*** Records provided ***

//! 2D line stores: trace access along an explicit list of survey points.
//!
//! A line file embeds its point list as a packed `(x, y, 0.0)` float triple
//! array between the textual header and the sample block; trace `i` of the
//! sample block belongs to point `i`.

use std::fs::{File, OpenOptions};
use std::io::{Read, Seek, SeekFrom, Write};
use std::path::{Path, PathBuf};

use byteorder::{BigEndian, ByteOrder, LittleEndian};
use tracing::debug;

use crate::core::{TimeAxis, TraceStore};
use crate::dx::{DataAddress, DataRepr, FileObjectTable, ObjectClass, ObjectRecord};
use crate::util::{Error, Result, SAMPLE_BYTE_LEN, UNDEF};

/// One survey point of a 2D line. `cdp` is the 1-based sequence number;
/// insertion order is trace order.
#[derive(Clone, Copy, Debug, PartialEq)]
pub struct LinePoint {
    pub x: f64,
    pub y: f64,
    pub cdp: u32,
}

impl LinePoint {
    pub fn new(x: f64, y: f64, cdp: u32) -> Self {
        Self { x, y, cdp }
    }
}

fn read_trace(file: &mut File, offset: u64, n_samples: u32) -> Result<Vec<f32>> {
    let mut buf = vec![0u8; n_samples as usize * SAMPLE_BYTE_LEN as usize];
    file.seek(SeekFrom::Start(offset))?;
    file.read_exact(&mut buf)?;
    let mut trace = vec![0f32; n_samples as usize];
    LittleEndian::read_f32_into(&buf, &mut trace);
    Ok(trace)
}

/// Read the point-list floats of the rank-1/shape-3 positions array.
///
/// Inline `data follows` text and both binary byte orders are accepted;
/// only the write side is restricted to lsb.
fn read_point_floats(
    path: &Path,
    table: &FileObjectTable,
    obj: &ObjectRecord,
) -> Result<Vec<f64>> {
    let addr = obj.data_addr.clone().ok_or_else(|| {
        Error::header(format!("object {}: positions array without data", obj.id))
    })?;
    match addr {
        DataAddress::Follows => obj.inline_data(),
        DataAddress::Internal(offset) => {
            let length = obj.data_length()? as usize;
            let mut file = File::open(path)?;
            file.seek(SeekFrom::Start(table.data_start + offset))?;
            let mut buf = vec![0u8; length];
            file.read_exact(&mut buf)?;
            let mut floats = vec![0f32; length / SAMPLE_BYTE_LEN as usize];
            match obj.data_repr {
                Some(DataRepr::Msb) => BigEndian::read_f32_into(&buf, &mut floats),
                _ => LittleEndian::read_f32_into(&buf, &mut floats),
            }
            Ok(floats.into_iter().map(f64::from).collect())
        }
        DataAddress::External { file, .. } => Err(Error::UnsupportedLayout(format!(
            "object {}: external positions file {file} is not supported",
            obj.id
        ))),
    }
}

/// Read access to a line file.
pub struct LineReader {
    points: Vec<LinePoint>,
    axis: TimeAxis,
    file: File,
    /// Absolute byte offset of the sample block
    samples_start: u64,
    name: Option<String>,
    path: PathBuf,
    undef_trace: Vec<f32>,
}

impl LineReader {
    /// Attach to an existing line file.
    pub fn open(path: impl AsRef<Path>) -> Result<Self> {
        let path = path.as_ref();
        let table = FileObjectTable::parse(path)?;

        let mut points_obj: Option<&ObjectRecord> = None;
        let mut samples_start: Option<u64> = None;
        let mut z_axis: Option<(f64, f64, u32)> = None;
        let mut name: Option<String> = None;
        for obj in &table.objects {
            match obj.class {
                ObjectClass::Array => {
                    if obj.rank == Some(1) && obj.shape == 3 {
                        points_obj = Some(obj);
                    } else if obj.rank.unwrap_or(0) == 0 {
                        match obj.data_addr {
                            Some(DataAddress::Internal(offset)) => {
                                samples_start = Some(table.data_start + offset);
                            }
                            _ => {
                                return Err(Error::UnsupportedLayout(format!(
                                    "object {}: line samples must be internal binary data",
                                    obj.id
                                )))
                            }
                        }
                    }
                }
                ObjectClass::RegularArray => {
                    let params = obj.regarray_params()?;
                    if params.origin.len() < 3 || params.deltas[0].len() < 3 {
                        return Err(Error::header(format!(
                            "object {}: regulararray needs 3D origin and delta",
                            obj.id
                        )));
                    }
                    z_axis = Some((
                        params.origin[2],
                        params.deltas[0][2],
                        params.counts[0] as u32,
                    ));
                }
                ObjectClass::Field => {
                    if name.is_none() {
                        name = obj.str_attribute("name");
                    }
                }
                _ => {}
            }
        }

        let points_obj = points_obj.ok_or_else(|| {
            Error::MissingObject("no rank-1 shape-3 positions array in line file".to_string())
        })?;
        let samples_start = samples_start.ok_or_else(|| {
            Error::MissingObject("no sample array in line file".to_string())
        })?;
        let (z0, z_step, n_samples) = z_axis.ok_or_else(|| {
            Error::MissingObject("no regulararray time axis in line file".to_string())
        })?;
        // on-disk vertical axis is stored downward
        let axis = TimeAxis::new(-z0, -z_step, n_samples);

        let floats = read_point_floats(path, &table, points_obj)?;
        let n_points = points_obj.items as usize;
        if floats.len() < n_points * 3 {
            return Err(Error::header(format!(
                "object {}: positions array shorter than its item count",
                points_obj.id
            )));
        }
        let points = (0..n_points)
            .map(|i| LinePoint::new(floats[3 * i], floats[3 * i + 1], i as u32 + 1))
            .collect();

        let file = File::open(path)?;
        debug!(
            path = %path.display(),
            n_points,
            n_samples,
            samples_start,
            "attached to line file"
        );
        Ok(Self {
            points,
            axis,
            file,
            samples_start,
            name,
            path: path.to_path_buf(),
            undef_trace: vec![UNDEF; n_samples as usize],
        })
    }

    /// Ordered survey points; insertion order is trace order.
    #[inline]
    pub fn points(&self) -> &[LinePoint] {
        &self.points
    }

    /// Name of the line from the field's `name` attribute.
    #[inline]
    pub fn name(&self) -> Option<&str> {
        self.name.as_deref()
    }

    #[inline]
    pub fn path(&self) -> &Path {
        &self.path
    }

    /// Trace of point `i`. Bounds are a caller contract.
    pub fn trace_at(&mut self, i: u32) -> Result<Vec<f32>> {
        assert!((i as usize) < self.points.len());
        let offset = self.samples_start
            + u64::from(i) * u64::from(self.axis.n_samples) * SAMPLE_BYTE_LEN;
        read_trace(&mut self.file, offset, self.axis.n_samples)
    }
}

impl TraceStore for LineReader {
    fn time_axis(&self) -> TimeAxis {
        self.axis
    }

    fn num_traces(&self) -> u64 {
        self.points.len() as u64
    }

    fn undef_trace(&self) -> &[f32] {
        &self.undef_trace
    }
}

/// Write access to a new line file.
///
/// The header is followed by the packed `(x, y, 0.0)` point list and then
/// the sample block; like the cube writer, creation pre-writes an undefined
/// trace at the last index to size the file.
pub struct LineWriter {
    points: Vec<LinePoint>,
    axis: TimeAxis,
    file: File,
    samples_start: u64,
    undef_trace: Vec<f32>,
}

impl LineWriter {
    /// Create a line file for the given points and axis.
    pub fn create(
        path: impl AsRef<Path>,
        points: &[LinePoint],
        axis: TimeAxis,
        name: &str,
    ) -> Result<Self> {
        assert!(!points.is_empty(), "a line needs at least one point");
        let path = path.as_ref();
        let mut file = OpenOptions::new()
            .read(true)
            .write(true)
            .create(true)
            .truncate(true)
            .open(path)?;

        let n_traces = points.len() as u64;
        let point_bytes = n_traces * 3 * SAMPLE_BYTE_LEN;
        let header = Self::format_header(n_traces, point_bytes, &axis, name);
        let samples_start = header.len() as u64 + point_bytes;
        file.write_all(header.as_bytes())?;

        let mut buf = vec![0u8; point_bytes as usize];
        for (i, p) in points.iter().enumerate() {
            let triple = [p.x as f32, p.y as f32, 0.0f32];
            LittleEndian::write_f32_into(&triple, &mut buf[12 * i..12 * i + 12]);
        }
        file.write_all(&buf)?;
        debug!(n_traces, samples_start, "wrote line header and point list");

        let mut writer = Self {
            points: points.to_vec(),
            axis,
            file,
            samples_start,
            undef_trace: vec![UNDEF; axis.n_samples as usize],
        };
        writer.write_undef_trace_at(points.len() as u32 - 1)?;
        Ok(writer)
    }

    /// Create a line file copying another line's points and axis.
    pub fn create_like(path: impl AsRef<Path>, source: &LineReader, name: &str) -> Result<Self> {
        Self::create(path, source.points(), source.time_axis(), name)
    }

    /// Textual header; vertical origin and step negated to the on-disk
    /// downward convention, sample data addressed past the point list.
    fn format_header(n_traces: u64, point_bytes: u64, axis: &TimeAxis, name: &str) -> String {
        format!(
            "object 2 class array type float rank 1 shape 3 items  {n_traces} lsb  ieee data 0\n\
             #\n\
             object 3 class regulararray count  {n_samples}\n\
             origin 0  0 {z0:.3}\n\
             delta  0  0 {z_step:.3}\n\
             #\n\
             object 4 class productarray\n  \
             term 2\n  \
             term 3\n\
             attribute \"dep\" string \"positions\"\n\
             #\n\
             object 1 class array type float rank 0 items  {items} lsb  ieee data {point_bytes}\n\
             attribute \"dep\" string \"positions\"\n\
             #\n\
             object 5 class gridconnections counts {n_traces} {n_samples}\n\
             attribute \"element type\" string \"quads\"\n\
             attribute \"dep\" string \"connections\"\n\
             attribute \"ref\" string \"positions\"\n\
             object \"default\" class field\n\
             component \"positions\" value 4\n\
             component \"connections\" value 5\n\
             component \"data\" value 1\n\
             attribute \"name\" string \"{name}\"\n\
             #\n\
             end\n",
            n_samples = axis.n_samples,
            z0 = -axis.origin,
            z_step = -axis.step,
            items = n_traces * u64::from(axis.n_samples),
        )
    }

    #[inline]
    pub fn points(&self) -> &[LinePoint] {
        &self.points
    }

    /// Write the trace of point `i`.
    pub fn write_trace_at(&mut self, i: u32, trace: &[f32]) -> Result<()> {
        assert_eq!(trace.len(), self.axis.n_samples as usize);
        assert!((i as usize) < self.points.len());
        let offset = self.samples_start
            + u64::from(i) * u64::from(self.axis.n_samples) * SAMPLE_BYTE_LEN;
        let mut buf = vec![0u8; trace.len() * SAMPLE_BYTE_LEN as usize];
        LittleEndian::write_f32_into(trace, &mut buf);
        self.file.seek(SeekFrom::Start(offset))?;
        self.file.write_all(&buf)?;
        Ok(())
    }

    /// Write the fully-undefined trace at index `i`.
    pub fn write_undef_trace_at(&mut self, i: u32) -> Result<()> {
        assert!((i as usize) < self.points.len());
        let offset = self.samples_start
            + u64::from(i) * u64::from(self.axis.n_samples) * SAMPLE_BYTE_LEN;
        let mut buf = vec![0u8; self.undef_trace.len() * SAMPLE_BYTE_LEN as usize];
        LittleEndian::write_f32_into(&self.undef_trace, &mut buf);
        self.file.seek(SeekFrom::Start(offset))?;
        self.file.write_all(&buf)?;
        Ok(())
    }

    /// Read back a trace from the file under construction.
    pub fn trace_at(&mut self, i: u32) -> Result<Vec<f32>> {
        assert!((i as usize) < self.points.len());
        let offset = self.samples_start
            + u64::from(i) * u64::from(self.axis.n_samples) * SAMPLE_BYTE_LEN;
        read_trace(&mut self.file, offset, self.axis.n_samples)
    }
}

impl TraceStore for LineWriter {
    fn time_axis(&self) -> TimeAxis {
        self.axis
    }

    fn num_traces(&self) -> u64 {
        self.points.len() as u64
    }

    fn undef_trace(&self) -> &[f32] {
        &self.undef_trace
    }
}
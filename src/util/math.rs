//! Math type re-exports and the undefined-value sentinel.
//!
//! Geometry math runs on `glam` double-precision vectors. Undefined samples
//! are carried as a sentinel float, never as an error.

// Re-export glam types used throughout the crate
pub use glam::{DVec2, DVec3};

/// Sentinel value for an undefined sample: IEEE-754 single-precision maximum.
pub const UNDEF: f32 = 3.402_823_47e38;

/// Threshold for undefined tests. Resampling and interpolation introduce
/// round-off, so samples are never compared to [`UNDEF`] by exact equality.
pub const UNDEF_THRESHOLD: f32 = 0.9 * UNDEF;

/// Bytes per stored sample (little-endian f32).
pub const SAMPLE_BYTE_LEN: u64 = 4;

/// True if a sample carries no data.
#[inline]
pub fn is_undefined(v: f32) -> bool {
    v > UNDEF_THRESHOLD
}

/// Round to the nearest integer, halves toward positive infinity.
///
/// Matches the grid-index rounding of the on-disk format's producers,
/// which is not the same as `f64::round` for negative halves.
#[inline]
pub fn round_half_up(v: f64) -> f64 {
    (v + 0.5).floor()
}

*** End of Records provided ***

→ **What is being asked**:
Print the line with "carries no data." and every line after it in the entries above, exactly as written. Leave out all other lines.

→ **Your response**:
/// True if a sample carries no data.
#[inline]
pub fn is_undefined(v: f32) -> bool {
    v > UNDEF_THRESHOLD
}

/// Round to the nearest integer, halves toward positive infinity.
///
/// Matches the grid-index rounding of the on-disk format's producers,
/// which is not the same as `f64::round` for negative halves.
#[inline]
pub fn round_half_up(v: f64) -> f64 {
    (v + 0.5).floor()
}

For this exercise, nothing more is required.